WORK REQUEST = Tally every line of the material that includes "first", then give the tally and nothing else.

AVAILABLE DATA =

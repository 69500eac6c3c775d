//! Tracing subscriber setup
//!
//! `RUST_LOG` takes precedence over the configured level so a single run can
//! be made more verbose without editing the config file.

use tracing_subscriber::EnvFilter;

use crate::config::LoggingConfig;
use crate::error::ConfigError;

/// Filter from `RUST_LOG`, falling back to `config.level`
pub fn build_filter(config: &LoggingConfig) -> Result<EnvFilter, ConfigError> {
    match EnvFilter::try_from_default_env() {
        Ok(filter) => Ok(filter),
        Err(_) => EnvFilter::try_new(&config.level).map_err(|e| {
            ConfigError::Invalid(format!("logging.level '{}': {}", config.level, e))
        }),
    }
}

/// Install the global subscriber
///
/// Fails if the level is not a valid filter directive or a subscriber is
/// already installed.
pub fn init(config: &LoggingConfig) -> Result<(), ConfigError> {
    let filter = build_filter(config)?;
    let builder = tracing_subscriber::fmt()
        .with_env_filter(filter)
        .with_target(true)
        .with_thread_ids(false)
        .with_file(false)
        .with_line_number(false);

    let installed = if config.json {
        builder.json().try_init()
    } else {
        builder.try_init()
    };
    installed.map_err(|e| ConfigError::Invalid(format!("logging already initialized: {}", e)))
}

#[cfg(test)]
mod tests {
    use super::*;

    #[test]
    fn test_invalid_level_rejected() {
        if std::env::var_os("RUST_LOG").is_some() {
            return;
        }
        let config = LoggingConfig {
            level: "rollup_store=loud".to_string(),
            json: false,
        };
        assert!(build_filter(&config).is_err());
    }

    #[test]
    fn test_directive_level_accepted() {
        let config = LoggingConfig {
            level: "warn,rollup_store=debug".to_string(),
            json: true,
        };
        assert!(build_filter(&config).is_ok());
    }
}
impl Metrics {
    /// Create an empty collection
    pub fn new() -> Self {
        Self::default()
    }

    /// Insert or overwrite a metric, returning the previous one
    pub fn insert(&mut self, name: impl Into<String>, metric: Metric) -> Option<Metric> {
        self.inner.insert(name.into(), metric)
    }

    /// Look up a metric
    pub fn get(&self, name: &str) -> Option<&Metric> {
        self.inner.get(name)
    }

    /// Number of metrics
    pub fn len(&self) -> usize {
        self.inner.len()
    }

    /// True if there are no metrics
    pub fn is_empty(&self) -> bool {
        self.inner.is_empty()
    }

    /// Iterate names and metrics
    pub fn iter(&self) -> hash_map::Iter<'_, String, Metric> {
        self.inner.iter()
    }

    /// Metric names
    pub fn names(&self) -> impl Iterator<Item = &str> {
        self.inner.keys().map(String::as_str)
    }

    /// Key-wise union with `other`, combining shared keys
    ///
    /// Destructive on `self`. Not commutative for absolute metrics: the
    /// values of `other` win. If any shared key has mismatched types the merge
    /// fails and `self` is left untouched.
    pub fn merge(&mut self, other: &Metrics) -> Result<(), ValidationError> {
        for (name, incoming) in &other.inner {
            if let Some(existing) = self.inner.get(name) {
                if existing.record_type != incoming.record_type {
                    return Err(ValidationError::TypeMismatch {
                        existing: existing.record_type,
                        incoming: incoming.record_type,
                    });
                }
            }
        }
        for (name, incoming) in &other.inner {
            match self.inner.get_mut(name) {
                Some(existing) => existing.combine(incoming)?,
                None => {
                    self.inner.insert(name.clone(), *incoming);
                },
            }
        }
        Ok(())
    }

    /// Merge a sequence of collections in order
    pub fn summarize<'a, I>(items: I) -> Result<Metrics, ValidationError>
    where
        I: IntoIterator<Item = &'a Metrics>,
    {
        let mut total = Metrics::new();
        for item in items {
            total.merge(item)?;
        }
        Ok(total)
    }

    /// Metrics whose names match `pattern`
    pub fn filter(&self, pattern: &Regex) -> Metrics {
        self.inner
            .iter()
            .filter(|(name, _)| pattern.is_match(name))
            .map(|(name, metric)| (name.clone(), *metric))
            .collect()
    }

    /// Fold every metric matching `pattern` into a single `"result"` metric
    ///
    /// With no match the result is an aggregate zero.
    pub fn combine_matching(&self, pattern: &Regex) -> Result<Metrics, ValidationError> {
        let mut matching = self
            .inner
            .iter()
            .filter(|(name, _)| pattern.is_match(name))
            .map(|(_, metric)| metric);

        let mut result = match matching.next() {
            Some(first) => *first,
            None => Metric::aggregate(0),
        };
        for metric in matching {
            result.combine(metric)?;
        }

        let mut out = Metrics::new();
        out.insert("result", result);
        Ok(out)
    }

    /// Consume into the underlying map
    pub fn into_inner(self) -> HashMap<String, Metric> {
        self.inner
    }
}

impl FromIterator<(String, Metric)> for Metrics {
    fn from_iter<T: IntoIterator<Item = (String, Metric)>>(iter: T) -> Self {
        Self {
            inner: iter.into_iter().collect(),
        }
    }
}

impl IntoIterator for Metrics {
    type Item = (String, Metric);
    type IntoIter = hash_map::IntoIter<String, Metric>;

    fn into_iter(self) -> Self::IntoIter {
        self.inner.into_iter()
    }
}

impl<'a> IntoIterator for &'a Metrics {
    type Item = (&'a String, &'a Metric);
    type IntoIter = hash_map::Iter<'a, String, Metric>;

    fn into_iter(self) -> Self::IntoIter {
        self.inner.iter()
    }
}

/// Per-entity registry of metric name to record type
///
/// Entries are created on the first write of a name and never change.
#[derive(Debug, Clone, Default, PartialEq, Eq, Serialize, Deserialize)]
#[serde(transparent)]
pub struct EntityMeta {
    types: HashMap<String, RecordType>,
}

FINISHED TASK = 2